Friday, 3 January 2020

Of Starlight, Distraction, & Miserable Self-Denial: the Seventh Day of Christmas

Fir-tree & twinkle lights, Wiki Commons

There is a Midwinter fairytale by poet & author, Hans Christian Andersen, which seems to me to be perfect for this time of year; a time when the clamour and clang of the demands of our Western culture are almost wholly inconsistent with the quieter, deeper, and older, pull of the earth beneath our feet, a pull which is perfumed with the intoxicating scent of evergreen trees; the pine, the spruce, the fir.

The Fir-tree by Hans Christian Andersen, 1844 (abridged)

Down in the forest, where the warm sun and the fresh air made a sweet resting-place, grew a pretty little fir-tree; and yet it was not happy, it wished so much to be tall like its companions— the pines and firs which grew around it.

The sun shone, and the soft air fluttered its leaves, and the little peasant children passed by, prattling merrily, but the fir-tree took no notice. Sometimes the children would bring a large basket of raspberries or strawberries, wreathed on a straw, and seat themselves near the fir-tree, and say, “Is it not a pretty little tree?” which made it feel more unhappy than before. And yet all this while the tree grew a notch or joint taller every year. Still, as it grew, it complained, “Oh! how I wish I were as tall as the other trees."

The tree was so discontented, that it took no pleasure in the warm sunshine, the birds, or the rosy clouds that floated over it morning and evening. Sometimes, in winter, when the snow lay white and glittering on the ground, a hare would come springing along, and jump right over the little tree; and then how mortified it would feel! Two winters passed, and when the third arrived, the tree had grown so tall that the hare was obliged to run round it. Yet it remained unsatisfied, and would exclaim, “Oh, if I could but keep on growing tall and old! There is nothing else worth caring for in the world!”

In the autumn, as usual, the wood-cutters came and cut down several of the tallest trees, and the young fir-tree, which was now grown to its full height, shuddered as the noble trees fell to the earth with a crash. After the branches were lopped off, the trunks looked so slender and bare, that they could scarcely be recognized. Then they were placed upon wagons, and drawn by horses out of the forest.

In the spring, the stork told the young fir-tree that he had met several new ships when he flew from Egypt, and they had fine masts that smelt like fir and was sure that they must have been the forest trees. He said that they had looked, "very stately." The fir-tree didn't know what the sea was but he very much wished that he was tall enough to go too.

Christmas-time drew near, and many young trees were cut down, some even smaller and younger than the fir-tree who enjoyed neither rest nor peace with longing to leave its forest home. These young trees, which were chosen for their beauty, kept their branches, and were also laid on wagons and drawn by horses out of the forest.

“Where are they going?” asked the fir-tree. 
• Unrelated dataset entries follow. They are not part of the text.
//! Typed request context.
//!
//! # Responsibilities
//! - Wrap one in-flight request for route handlers and filters
//! - Memoize derived values as typed extensions (client IP, body bytes)
//! - Bind entities from the request and write entities to the response
//! - Adapt typed filters onto the router's `from_fn` middleware signature
//!
//! # Design Decisions
//! - A value once stored in the extensions is authoritative for the request
//! - Chain termination is an explicit response marker, not a filter index

use std::convert::Infallible;
use std::net::SocketAddr;

use axum::body::{Body, Bytes};
use axum::extract::{ConnectInfo, FromRequest, MatchedPath, Query, Request};
use axum::http::{HeaderMap, Method, StatusCode, Uri};
use axum::middleware::Next;
use axum::response::Response;
use opentelemetry::trace::TraceContextExt;
use serde::de::DeserializeOwned;
use serde::Serialize;

use crate::http::binding::{BindingError, Codec};
use crate::http::deadline::RequestDeadline;
use crate::http::forwarded;

/// Upper bound for a buffered request body.
pub const MAX_BODY_BYTES: usize = 16 * 1024 * 1024;

/// Resolved client IP, set once per request.
#[derive(Debug, Clone, PartialEq, Eq)]
pub struct ClientIp(pub String);

/// The fully read request body, kept so it can be read again.
#[derive(Debug, Clone)]
pub struct CapturedBody(pub Bytes);

/// Span context of a traced request.
#[derive(Debug, Clone)]
pub struct TraceContext(pub opentelemetry::Context);

impl TraceContext {
    /// Hex trace id, empty when the span is not sampled or invalid.
    pub fn trace_id(&self) -> String {
        let span = self.0.span();
        let span_context = span.span_context();
        if span_context.is_valid() {
            span_context.trace_id().to_string()
        } else {
            String::new()
        }
    }
}

/// Marks a response produced by an interceptor that cut the chain short.
#[derive(Debug, Clone, Copy)]
pub struct ChainTerminated;

/// Mark `response` as terminal.
pub fn terminate(mut response: Response) -> Response {
    response.extensions_mut().insert(ChainTerminated);
    response
}

/// Recovery logs terminated responses without a response snapshot.
pub fn is_terminated(response: &Response) -> bool {
    response.extensions().get::<ChainTerminated>().is_some()
}

/// Client IP of `request`, resolved from proxy headers on first use.
pub fn client_ip_of(request: &mut Request) -> String {
    if let Some(ClientIp(ip)) = request.extensions().get::<ClientIp>() {
        return ip.clone();
    }
    let remote = peer_addr(request).map(|addr| addr.to_string());
    let ip = forwarded::client_ip(request.headers(), remote.as_deref());
    request.extensions_mut().insert(ClientIp(ip.clone()));
    ip
}

/// IP of the socket peer; empty when the connection info is unknown.
pub fn peer_ip_of(request: &Request) -> String {
    peer_addr(request).map(|addr| addr.ip().to_string()).unwrap_or_default()
}

fn peer_addr(request: &Request) -> Option<SocketAddr> {
    request
        .extensions()
        .get::<ConnectInfo<SocketAddr>>()
        .map(|ConnectInfo(addr)| *addr)
}

/// Route template the router selected, e.g. `/users/{id}`. Empty for fallbacks.
pub fn route_of(request: &Request) -> String {
    request
        .extensions()
        .get::<MatchedPath>()
        .map(|path| path.as_str().to_string())
        .unwrap_or_default()
}

/// Typed façade over one request.
#[derive(Debug)]
pub struct RequestContext {
    request: Request,
}

impl RequestContext {
    pub fn new(request: Request) -> Self {
        Self { request }
    }

    pub fn request(&self) -> &Request {
        &self.request
    }

    pub fn request_mut(&mut self) -> &mut Request {
        &mut self.request
    }

    pub fn into_request(self) -> Request {
        self.request
    }

    pub fn method(&self) -> &Method {
        self.request.method()
    }

    pub fn uri(&self) -> &Uri {
        self.request.uri()
    }

    pub fn headers(&self) -> &HeaderMap {
        self.request.headers()
    }

    /// Client IP behind reverse proxies. Memoized on first call.
    pub fn client_ip(&mut self) -> String {
        client_ip_of(&mut self.request)
    }

    pub fn peer_ip(&self) -> String {
        peer_ip_of(&self.request)
    }

    pub fn matched_path(&self) -> Option<&str> {
        self.request.extensions().get::<MatchedPath>().map(MatchedPath::as_str)
    }

    pub fn deadline(&self) -> Option<&RequestDeadline> {
        self.request.extensions().get::<RequestDeadline>()
    }

    pub fn trace_context(&self) -> Option<&TraceContext> {
        self.request.extensions().get::<TraceContext>()
    }

    /// Typed extension lookup for values set by filters.
    pub fn extension<T: Clone + Send + Sync + 'static>(&self) -> Option<&T> {
        self.request.extensions().get::<T>()
    }

    pub fn insert_extension<T: Clone + Send + Sync + 'static>(&mut self, value: T) {
        self.request.extensions_mut().insert(value);
    }

    /// The request body. The first call reads it; later calls return the
    /// same bytes and the request keeps a readable copy.
    pub async fn body_bytes(&mut self) -> Result<Bytes, BindingError> {
        if let Some(CapturedBody(bytes)) = self.request.extensions().get::<CapturedBody>() {
            return Ok(bytes.clone());
        }
        let body = std::mem::take(self.request.body_mut());
        let bytes = axum::body::to_bytes(body, MAX_BODY_BYTES)
            .await
            .map_err(|err| BindingError::Body(err.to_string()))?;
        *self.request.body_mut() = Body::from(bytes.clone());
        self.request.extensions_mut().insert(CapturedBody(bytes.clone()));
        Ok(bytes)
    }

    /// Decode the query string.
    pub fn bind_query<T: DeserializeOwned>(&self) -> Result<T, BindingError> {
        Query::<T>::try_from_uri(self.request.uri())
            .map(|Query(value)| value)
            .map_err(|rejection| BindingError::Query(rejection.body_text()))
    }

    /// Decode the request entity: the query string for `GET`/`HEAD`, the body
    /// otherwise, using the reader picked by `Content-Type`.
    pub async fn bind<T: DeserializeOwned>(&mut self) -> Result<T, BindingError> {
        if matches!(*self.request.method(), Method::GET | Method::HEAD) {
            return self.bind_query();
        }
        let codec = Codec::for_content_type(self.request.headers())?;
        let bytes = self.body_bytes().await?;
        codec.decode(&bytes)
    }

    /// Encode `value` with the writer picked by `Accept`.
    pub fn write<T: Serialize + ?Sized>(&self, status: StatusCode, value: &T) -> Response {
        Codec::for_accept(self.request.headers()).write(status, value)
    }
}

impl<S> FromRequest<S> for RequestContext
where
    S: Send + Sync,
{
    type Rejection = Infallible;

    async fn from_request(req: Request, _state: &S) -> Result<Self, Self::Rejection> {
        Ok(Self::new(req))
    }
}

/// Context handed to a typed filter: the request plus the rest of the chain.
pub struct FilterContext {
    ctx: RequestContext,
    next: Next,
}

impl FilterContext {
    pub fn new(request: Request, next: Next) -> Self {
        Self {
            ctx: RequestContext::new(request),
            next,
        }
    }

    pub fn ctx(&self) -> &RequestContext {
        &self.ctx
    }

    pub fn ctx_mut(&mut self) -> &mut RequestContext {
        &mut self.ctx
    }

    /// Continue with the next filter, or the handler after the last one.
    pub async fn process_filter(self) -> Response {
        self.next.run(self.ctx.into_request()).await
    }

    /// Answer without running the rest of the chain.
    pub fn abort(self, response: Response) -> Response {
        terminate(response)
    }

    pub fn into_parts(self) -> (RequestContext, Next) {
        (self.ctx, self.next)
    }
}

#[cfg(test)]
mod tests {
    use super::*;
    use axum::http::header;
    use axum::response::IntoResponse;
    use serde::Deserialize;

    #[derive(Debug, PartialEq, Deserialize)]
    struct Page {
        page: u32,
    }

    fn request(method: Method, uri: &str, body: &'static str) -> Request {
        Request::builder()
            .method(method)
            .uri(uri)
            .header(header::CONTENT_TYPE, "application/json")
            .body(Body::from(body))
            .unwrap()
    }

    #[tokio::test]
    async fn body_bytes_can_be_read_twice() {
        let mut ctx = RequestContext::new(request(Method::POST, "/", "{\"page\":2}"));
        let first = ctx.body_bytes().await.unwrap();
        let second = ctx.body_bytes().await.unwrap();
        assert_eq!(first, second);

        let rest = axum::body::to_bytes(ctx.into_request().into_body(), 1024).await.unwrap();
        assert_eq!(&rest[..], b"{\"page\":2}");
    }

    #[tokio::test]
    async fn bind_uses_query_for_get() {
        let mut ctx = RequestContext::new(request(Method::GET, "/items?page=3", ""));
        assert_eq!(ctx.bind::<Page>().await.unwrap(), Page { page: 3 });
    }

    #[tokio::test]
    async fn bind_decodes_json_body() {
        let mut ctx = RequestContext::new(request(Method::POST, "/items", "{\"page\":4}"));
        assert_eq!(ctx.bind::<Page>().await.unwrap(), Page { page: 4 });
    }

    #[test]
    fn client_ip_is_memoized() {
        let mut req = request(Method::GET, "/", "");
        req.headers_mut()
            .insert(forwarded::X_REAL_IP, "8.8.8.8".parse().unwrap());
        let mut ctx = RequestContext::new(req);
        assert_eq!(ctx.client_ip(), "8.8.8.8");

        ctx.request_mut().headers_mut().remove(forwarded::X_REAL_IP);
        assert_eq!(ctx.client_ip(), "8.8.8.8");
    }

    #[test]
    fn peer_ip_reads_connect_info() {
        let mut req = request(Method::GET, "/", "");
        assert_eq!(peer_ip_of(&req), "");
        req.extensions_mut()
            .insert(ConnectInfo("10.0.0.5:443".parse::<SocketAddr>().unwrap()));
        assert_eq!(peer_ip_of(&req), "10.0.0.5");
        assert_eq!(client_ip_of(&mut req), "10.0.0.5");
    }

    #[test]
    fn terminate_marks_response() {
        let response = terminate(StatusCode::GATEWAY_TIMEOUT.into_response());
        assert!(is_terminated(&response));
        assert!(!is_terminated(&StatusCode::OK.into_response()));
    }
}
“We know, we know,” sang the sparrows; “we have looked in at the windows of the houses in the town, and we know what is done with them. They are dressed up in the most splendid manner. We have seen them standing in the middle of a warm room, and adorned with all sorts of beautiful things,—honey cakes, gilded apples, playthings, and many hundreds of wax tapers.”

“I wonder whether anything so brilliant will ever happen to me,” thought the fir-tree. And he scarcely noticed the bright life inside him nor that he grew taller every day. And, in winter and summer, his dark-green foliage might be seen in the forest, while passers by would say, “What a beautiful tree!”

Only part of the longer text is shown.